Altman stated during the India AI Impact Summit that a phenomenon known as “AI washing” exists – meaning companies blame layoffs on technology even when workforce reductions were planned independently of it. He added that real displacement of some roles by AI is already occurring, but the scale of both trends is difficult to measure.
His remarks come as a National Bureau of Economic Research study indicates that nearly 90 percent of surveyed senior executives in the United States, United Kingdom, Germany, and Australia reported no noticeable impact of AI on employment in their companies during the three years since ChatGPT’s launch in late 2022. The findings align with economists’ observations suggesting that macroeconomic effects of the technology are not yet visible.
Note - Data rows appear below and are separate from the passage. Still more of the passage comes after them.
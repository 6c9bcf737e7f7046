//! Exporting the active budget

use std::fs::File;
use std::io::{self, BufWriter, Write};
use std::path::PathBuf;

use clap::{Args, ValueEnum};

use crate::error::{BudgetError, BudgetResult};
use crate::export::{export_full_json, export_full_yaml, export_transactions_csv};
use crate::models::BudgetId;
use crate::storage::Storage;

use super::context::CliContext;

#[derive(Debug, Clone, Copy, ValueEnum)]
pub enum ExportFormat {
    /// Transactions only
    Csv,
    /// The whole budget with categories, goals and limits
    Json,
    /// Same as json, easier to read
    Yaml,
}

#[derive(Args)]
pub struct ExportArgs {
    #[arg(value_enum)]
    pub format: ExportFormat,
    /// Output file (stdout when omitted)
    #[arg(short, long)]
    pub output: Option<PathBuf>,
}

pub fn handle_export(ctx: &CliContext, args: ExportArgs) -> BudgetResult<()> {
    let user = ctx.user()?;
    let budget = ctx.active_budget(&user)?;

    match &args.output {
        Some(path) => {
            let file = File::create(path).map_err(|e| {
                BudgetError::Export(format!("Failed to create {}: {}", path.display(), e))
            })?;
            let mut writer = BufWriter::new(file);
            write_export(ctx.storage(), budget.id, args.format, &mut writer)?;
            writer.flush()?;
            println!("Exported '{}' to {}", budget.name, path.display());
        }
        None => {
            let stdout = io::stdout();
            let mut lock = stdout.lock();
            write_export(ctx.storage(), budget.id, args.format, &mut lock)?;
            lock.flush()?;
        }
    }

    Ok(())
}

fn write_export<W: Write>(
    storage: &Storage,
    budget_id: BudgetId,
    format: ExportFormat,
    writer: W,
) -> BudgetResult<()> {
    match format {
        ExportFormat::Csv => export_transactions_csv(storage, budget_id, writer).map(|_| ()),
        ExportFormat::Json => export_full_json(storage, budget_id, writer),
        ExportFormat::Yaml => export_full_yaml(storage, budget_id, writer),
    }
}
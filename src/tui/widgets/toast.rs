//! Toasts: short messages stacked in the top right corner

use std::time::{Duration, Instant};

use ratatui::{
    buffer::Buffer,
    layout::Rect,
    style::{Color, Modifier, Style},
    widgets::{Block, Borders, Clear, Paragraph, Widget, Wrap},
};

/// Toasts shown at once; older ones wait their turn
pub const MAX_VISIBLE: usize = 3;

#[derive(Debug, Clone, Copy, PartialEq, Eq)]
pub enum ToastKind {
    Info,
    Success,
    Warning,
    Error,
}

impl ToastKind {
    pub fn color(&self) -> Color {
        match self {
            Self::Info => Color::Blue,
            Self::Success => Color::Green,
            Self::Warning => Color::Yellow,
            Self::Error => Color::Red,
        }
    }

    pub fn title(&self) -> &'static str {
        match self {
            Self::Info => "Info",
            Self::Success => "Done",
            Self::Warning => "Heads up",
            Self::Error => "Error",
        }
    }

    fn lifetime(&self) -> Duration {
        match self {
            Self::Error => Duration::from_secs(6),
            Self::Warning => Duration::from_secs(5),
            _ => Duration::from_secs(3),
        }
    }
}

#[derive(Debug, Clone)]
pub struct Toast {
    pub message: String,
    pub kind: ToastKind,
    pub created_at: Instant,
    pub lifetime: Duration,
}

impl Toast {
    pub fn new(message: impl Into<String>, kind: ToastKind) -> Self {
        Self {
            message: message.into(),
            kind,
            created_at: Instant::now(),
            lifetime: kind.lifetime(),
        }
    }

    pub fn info(message: impl Into<String>) -> Self {
        Self::new(message, ToastKind::Info)
    }

    pub fn success(message: impl Into<String>) -> Self {
        Self::new(message, ToastKind::Success)
    }

    pub fn warning(message: impl Into<String>) -> Self {
        Self::new(message, ToastKind::Warning)
    }

    pub fn error(message: impl Into<String>) -> Self {
        Self::new(message, ToastKind::Error)
    }

    pub fn is_expired_at(&self, now: Instant) -> bool {
        now.duration_since(self.created_at) >= self.lifetime
    }
}

#[derive(Debug, Default)]
pub struct ToastQueue {
    toasts: Vec<Toast>,
}

impl ToastQueue {
    pub fn new() -> Self {
        Self::default()
    }

    pub fn push(&mut self, toast: Toast) {
        self.toasts.push(toast);
    }

    pub fn remove_expired(&mut self) {
        self.remove_expired_at(Instant::now());
    }

    /// Only shown toasts age; queued ones restart their clock when they appear
    pub fn remove_expired_at(&mut self, now: Instant) {
        let mut kept = Vec::with_capacity(self.toasts.len());
        for (i, toast) in self.toasts.drain(..).enumerate() {
            let shown = i < MAX_VISIBLE;
            if shown && toast.is_expired_at(now) {
                continue;
            }
            kept.push((toast, shown));
        }
        for (i, (toast, shown)) in kept.iter_mut().enumerate() {
            if i < MAX_VISIBLE && !*shown {
                toast.created_at = now;
            }
        }
        self.toasts = kept.into_iter().map(|(t, _)| t).collect();
    }

    pub fn visible(&self) -> &[Toast] {
        &self.toasts[..self.toasts.len().min(MAX_VISIBLE)]
    }

    pub fn is_empty(&self) -> bool {
        self.toasts.is_empty()
    }

    pub fn len(&self) -> usize {
        self.toasts.len()
    }

    pub fn clear(&mut self) {
        self.toasts.clear();
    }
}

pub struct ToastWidget<'a> {
    toast: &'a Toast,
}

impl<'a> ToastWidget<'a> {
    pub fn new(toast: &'a Toast) -> Self {
        Self { toast }
    }
}

impl Widget for ToastWidget<'_> {
    fn render(self, area: Rect, buf: &mut Buffer) {
        let color = self.toast.kind.color();
        Clear.render(area, buf);

        let block = Block::default()
            .borders(Borders::ALL)
            .border_style(Style::default().fg(color))
            .title(format!(" {} ", self.toast.kind.title()))
            .title_style(Style::default().fg(color).add_modifier(Modifier::BOLD));

        Paragraph::new(self.toast.message.as_str())
            .wrap(Wrap { trim: true })
            .block(block)
            .render(area, buf);
    }
}

/// Areas for the visible toasts, top right and stacked downwards
pub fn toast_areas(screen: Rect, count: usize) -> Vec<Rect> {
    let width = 44.min(screen.width);
    let height = 4;
    (0..count)
        .map(|i| {
            let y = screen.y + 1 + (i as u16) * height;
            Rect::new(screen.x + screen.width - width, y, width, height)
        })
        .filter(|r| r.y + r.height <= screen.y + screen.height)
        .collect()
}

#[cfg(test)]
mod tests {
    use super::*;

    #[test]
    fn test_queue_shows_at_most_three() {
        let mut queue = ToastQueue::new();
        for i in 0..5 {
            queue.push(Toast::info(format!("toast {}", i)));
        }
        assert_eq!(queue.visible().len(), MAX_VISIBLE);
        assert_eq!(queue.visible()[0].message, "toast 0");
    }

    #[test]
    fn test_expired_toasts_make_room() {
        let mut queue = ToastQueue::new();
        for i in 0..4 {
            queue.push(Toast::info(format!("toast {}", i)));
        }
        let later = Instant::now() + Duration::from_secs(4);
        queue.remove_expired_at(later);
        assert_eq!(queue.len(), 1);
        assert_eq!(queue.visible()[0].message, "toast 3");
        assert!(!queue.visible()[0].is_expired_at(later));
    }

    #[test]
    fn test_errors_stay_longer() {
        let now = Instant::now();
        let error = Toast::error("boom");
        assert!(!error.is_expired_at(now + Duration::from_secs(4)));
        assert!(Toast::success("ok").is_expired_at(now + Duration::from_secs(4)));
    }

    #[test]
    fn test_toast_areas_fit_screen() {
        let areas = toast_areas(Rect::new(0, 0, 80, 10), 3);
        assert_eq!(areas.len(), 2);
        assert_eq!(areas[0].x, 36);
    }
}
//! New category dialog

use crossterm::event::KeyEvent;
use ratatui::Frame;

use crate::error::BudgetResult;
use crate::models::TransactionKind;
use crate::tui::app::App;
use crate::tui::widgets::{Choice, FormFields, TextInput};
use crate::validation::validate_category_name;

use super::{edit_form, form_message, render_form, FormAction};

#[derive(Debug, Clone)]
pub struct CategoryForm {
    pub fields: FormFields,
    pub error: Option<String>,
}

impl Default for CategoryForm {
    fn default() -> Self {
        let mut fields = FormFields::new(vec![
            TextInput::new().label("Name"),
            TextInput::new().label("Icon").placeholder("optional, e.g. 🍕"),
        ])
        .with_choice(Choice::new("Type", &["Expense", "Income"]));
        fields.focus_input(0);
        Self { fields, error: None }
    }
}

impl CategoryForm {
    pub fn build(&self) -> BudgetResult<(String, TransactionKind, Option<String>)> {
        let name = self.fields.value(0).to_string();
        validate_category_name(&name)?;
        let kind = if self.fields.selected() == "Income" {
            TransactionKind::Income
        } else {
            TransactionKind::Expense
        };
        let icon = Some(self.fields.value(1))
            .filter(|i| !i.is_empty())
            .map(str::to_string);
        Ok((name, kind, icon))
    }
}

pub fn render(frame: &mut Frame, app: &App) {
    let form = &app.category_form;
    render_form(
        frame,
        app.palette,
        "New category",
        &form.fields,
        None,
        form.error.as_deref(),
    );
}

pub fn handle_key(app: &mut App, key: KeyEvent) {
    match edit_form(&mut app.category_form.fields, key) {
        FormAction::None => {}
        FormAction::Cancel => app.close_dialog(),
        FormAction::Submit => {
            if let Err(e) = app.submit_category() {
                app.category_form.error = Some(form_message(&e));
            }
        }
    }
}

#[cfg(test)]
mod tests {
    use super::*;

    #[test]
    fn test_build_income_category() {
        let mut form = CategoryForm::default();
        form.fields.choice.as_mut().unwrap().select("Income");
        form.fields.input_mut(0).unwrap().set("  Bonus ");

        let (name, kind, icon) = form.build().unwrap();
        assert_eq!(name, "Bonus");
        assert_eq!(kind, TransactionKind::Income);
        assert_eq!(icon, None);
    }

    #[test]
    fn test_empty_name_rejected() {
        let form = CategoryForm::default();
        assert!(form.build().is_err());
    }
}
Some industry leaders, however, present far more alarmist forecasts. Dario Amodei of Anthropic previously warned of the potential elimination of up to half of entry-level white-collar jobs, while Sebastian Siemiatkowski announced that Klarna plans to reduce its workforce by one third by 2030 partly due to accelerating automation. A 2025 World Economic Forum report, meanwhile, found that about 40 percent of employers expect staff reductions in the future because of AI.
Data from the Yale Budget Lab, based on labor market statistics, has not shown significant changes in employment structure or unemployment duration in occupations most exposed to automation since the debut of generative AI. The institute’s director, Martha Gimbel, said there is currently no clear evidence of large macroeconomic effects tied to the technology.
Some analysts attribute the layoff narrative to investor pressure and the costs of implementing AI. David Stout argued that tech founders face growing pressure to justify massive spending on the technology, which encourages messaging about its supposedly immediate impact on the labor market.
Economists see a historical parallel. Apollo Global Management chief economist Torsten Slok noted that the current situation resembles Nobel laureate Robert Solow’s observation from the 1980s, when computers were widespread but productivity gains were not visible in statistics. Slok said that today “AI is everywhere except in the macroeconomic data.”
Other researchers see early signs of a shift. Erik Brynjolfsson, in an analysis published in the Financial Times, pointed to a divergence between GDP growth and employment trends as well as a 2.7 percent year-over-year productivity increase that he attributed to AI’s influence. In his earlier research, he also recorded a 13 percent relative decline in employment among entry-level workers in highly automatable occupations, while employment levels among more experienced workers remained stable.
Altman concluded that in the coming years AI’s impact on the labor market will become more noticeable, but – as with previous technological revolutions – new professions and roles supporting AI systems will also emerge.